→ HOW TO COMPLETE THIS TASK:
Set down exactly the lines of the records from the top to the line containing "pub mod args;"; include both.

RECORDS Block Start

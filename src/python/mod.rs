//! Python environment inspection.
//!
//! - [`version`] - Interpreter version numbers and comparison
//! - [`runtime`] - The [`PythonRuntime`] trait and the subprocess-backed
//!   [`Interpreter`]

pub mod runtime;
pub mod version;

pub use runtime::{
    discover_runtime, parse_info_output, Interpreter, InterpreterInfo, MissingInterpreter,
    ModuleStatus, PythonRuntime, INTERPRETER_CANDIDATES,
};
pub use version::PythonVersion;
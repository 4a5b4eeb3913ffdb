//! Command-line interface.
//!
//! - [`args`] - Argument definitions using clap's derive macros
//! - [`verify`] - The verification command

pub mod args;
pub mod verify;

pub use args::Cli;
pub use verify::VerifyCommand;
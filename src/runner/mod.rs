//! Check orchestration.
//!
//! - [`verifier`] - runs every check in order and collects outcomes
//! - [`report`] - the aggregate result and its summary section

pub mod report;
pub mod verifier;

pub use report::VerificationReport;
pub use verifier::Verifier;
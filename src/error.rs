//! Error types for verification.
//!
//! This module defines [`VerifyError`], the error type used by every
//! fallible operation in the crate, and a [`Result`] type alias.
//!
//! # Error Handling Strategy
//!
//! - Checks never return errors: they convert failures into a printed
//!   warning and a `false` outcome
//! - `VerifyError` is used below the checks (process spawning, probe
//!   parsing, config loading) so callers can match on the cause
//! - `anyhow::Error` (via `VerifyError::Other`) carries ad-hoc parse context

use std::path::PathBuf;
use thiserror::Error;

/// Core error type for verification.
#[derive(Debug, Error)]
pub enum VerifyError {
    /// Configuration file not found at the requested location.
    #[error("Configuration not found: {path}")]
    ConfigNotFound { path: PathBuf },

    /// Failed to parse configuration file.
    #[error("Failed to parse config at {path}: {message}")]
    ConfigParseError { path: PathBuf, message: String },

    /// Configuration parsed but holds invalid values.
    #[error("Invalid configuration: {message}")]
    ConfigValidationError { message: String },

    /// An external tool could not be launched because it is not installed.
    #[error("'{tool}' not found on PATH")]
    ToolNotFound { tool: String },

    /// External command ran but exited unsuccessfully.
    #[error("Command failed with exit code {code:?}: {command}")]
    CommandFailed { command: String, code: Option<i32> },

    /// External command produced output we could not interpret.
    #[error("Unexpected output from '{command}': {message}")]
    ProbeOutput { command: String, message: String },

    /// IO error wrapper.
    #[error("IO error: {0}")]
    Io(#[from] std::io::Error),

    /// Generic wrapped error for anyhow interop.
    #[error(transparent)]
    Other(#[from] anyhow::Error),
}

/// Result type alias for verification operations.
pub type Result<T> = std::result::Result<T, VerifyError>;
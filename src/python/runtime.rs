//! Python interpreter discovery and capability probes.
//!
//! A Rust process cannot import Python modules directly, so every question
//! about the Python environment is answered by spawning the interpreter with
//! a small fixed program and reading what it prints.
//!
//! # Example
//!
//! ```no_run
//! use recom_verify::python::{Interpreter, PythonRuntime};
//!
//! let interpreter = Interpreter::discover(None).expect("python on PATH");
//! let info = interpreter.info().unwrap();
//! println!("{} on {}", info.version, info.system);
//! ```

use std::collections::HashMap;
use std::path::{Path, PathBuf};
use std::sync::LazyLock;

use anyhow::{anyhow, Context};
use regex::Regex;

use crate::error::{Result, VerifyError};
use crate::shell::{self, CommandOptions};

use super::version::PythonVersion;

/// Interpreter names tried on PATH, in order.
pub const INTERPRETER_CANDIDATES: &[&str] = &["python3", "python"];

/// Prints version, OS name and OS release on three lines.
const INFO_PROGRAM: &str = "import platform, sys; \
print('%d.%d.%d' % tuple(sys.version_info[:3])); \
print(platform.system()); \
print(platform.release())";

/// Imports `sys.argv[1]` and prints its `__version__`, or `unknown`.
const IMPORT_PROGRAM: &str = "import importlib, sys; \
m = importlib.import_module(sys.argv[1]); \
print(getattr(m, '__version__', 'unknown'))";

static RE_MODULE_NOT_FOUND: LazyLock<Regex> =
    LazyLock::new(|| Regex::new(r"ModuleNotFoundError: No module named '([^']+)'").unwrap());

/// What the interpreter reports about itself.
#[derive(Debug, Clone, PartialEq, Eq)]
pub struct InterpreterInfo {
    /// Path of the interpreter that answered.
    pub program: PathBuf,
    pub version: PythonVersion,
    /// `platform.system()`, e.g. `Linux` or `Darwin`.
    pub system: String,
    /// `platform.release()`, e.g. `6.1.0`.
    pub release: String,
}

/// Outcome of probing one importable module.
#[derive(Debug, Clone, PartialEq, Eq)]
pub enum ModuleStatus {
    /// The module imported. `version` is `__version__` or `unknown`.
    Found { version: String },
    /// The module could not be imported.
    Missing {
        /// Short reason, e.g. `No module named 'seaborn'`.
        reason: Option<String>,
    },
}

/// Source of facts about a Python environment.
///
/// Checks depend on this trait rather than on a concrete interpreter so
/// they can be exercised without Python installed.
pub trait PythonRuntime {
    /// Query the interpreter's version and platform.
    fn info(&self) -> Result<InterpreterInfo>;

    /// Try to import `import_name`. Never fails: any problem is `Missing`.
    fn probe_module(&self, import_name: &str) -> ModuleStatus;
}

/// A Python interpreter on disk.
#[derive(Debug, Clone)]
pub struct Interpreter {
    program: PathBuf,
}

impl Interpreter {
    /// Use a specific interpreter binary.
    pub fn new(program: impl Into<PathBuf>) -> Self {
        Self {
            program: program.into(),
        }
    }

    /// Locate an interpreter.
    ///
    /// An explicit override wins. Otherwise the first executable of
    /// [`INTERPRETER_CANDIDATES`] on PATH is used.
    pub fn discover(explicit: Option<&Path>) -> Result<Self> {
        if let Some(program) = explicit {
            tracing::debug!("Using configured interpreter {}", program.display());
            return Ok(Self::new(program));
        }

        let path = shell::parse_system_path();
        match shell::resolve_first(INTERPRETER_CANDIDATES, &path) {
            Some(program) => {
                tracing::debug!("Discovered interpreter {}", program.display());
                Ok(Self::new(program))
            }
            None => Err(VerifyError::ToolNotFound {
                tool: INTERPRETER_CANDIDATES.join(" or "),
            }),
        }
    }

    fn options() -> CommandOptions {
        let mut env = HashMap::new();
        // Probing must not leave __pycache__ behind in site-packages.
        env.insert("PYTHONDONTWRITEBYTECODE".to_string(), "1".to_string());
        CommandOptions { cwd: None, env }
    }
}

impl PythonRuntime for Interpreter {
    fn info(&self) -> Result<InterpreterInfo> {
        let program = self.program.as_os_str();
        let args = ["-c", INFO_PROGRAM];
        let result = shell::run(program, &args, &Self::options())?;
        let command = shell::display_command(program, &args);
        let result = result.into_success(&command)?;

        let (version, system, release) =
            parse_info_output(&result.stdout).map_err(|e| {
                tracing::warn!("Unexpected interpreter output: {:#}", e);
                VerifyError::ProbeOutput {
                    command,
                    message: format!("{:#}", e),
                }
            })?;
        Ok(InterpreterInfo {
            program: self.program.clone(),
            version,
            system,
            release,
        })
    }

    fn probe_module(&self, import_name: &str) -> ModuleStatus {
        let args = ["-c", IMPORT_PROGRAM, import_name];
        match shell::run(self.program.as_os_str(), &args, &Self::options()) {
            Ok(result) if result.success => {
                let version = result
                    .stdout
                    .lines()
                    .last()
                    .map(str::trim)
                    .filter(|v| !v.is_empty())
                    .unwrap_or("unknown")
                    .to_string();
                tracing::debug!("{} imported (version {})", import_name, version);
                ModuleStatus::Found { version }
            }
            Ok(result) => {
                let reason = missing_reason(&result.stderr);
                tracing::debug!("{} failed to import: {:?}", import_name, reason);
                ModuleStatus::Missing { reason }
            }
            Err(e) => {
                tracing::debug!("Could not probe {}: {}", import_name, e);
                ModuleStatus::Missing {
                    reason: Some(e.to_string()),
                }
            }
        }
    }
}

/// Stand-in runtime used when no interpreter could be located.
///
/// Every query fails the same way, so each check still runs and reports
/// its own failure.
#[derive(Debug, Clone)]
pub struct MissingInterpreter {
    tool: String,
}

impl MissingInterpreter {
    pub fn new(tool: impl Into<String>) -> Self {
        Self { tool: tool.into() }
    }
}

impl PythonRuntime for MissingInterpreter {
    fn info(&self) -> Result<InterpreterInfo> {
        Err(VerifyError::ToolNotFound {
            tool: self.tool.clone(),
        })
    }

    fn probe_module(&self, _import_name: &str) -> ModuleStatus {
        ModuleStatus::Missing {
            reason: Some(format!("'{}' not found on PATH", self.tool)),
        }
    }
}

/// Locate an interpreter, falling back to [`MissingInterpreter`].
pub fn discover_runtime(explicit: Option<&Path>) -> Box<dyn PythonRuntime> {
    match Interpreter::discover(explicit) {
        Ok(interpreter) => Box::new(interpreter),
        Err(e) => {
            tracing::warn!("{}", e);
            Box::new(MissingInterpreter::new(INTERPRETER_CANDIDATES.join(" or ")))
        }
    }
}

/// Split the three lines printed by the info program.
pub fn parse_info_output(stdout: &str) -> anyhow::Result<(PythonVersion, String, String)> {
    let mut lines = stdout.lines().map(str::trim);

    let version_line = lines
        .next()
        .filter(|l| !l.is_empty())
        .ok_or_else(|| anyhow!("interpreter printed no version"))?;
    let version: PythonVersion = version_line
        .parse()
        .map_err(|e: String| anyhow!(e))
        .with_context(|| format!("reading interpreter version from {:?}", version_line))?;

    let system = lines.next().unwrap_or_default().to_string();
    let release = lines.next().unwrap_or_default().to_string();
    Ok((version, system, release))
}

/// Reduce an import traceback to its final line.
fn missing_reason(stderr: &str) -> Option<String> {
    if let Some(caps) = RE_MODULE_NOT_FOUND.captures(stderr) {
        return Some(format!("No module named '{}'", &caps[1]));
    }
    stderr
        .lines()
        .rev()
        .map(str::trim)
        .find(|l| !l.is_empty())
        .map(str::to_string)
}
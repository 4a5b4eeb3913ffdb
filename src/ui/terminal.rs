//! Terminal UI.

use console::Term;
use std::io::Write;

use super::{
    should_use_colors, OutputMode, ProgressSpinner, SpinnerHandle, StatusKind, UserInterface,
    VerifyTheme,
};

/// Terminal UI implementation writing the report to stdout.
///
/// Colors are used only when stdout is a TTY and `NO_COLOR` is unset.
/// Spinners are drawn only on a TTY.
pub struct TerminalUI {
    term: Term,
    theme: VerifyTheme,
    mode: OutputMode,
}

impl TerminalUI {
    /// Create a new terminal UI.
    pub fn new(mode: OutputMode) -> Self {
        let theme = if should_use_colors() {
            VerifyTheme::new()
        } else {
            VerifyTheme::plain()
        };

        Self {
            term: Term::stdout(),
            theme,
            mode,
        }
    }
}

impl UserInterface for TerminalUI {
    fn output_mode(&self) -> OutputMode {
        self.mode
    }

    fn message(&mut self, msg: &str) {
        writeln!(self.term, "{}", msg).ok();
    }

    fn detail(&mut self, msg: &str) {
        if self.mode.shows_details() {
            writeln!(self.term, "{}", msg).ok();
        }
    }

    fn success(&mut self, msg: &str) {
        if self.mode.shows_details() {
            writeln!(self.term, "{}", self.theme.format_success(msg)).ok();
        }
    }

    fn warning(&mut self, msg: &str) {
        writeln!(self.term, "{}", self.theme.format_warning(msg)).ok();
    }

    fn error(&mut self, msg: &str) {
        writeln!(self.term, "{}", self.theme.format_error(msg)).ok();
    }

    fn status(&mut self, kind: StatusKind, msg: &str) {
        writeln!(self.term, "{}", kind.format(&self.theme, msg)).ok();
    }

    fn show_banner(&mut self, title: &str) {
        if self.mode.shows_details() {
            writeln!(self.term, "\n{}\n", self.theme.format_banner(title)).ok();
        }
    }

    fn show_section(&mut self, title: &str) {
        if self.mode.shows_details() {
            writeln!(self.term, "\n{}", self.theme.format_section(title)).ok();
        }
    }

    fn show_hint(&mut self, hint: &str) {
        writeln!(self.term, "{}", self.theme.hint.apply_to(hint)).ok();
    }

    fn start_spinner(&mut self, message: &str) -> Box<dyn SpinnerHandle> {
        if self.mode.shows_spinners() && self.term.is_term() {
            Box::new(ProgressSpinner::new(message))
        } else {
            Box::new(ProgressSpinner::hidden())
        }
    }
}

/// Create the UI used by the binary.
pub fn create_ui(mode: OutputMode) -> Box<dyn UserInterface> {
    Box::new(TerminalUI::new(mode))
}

RECORDS Block End

→ RESPONSE TO THE TASK:
filename src/python/mod.rs
//! Python environment inspection.
//!
//! - [`version`] - Interpreter version numbers and comparison
//! - [`runtime`] - The [`PythonRuntime`] trait and the subprocess-backed
//!   [`Interpreter`]

pub mod runtime;
pub mod version;

pub use runtime::{
    discover_runtime, parse_info_output, Interpreter, InterpreterInfo, MissingInterpreter,
    ModuleStatus, PythonRuntime, INTERPRETER_CANDIDATES,
};
pub use version::PythonVersion;
repository 4a5b4eeb3913ffdb
//! Command-line interface.
//!
//! - [`args`] - Argument definitions using clap's derive macros
//! - [`verify`] - The verification command

pub mod args;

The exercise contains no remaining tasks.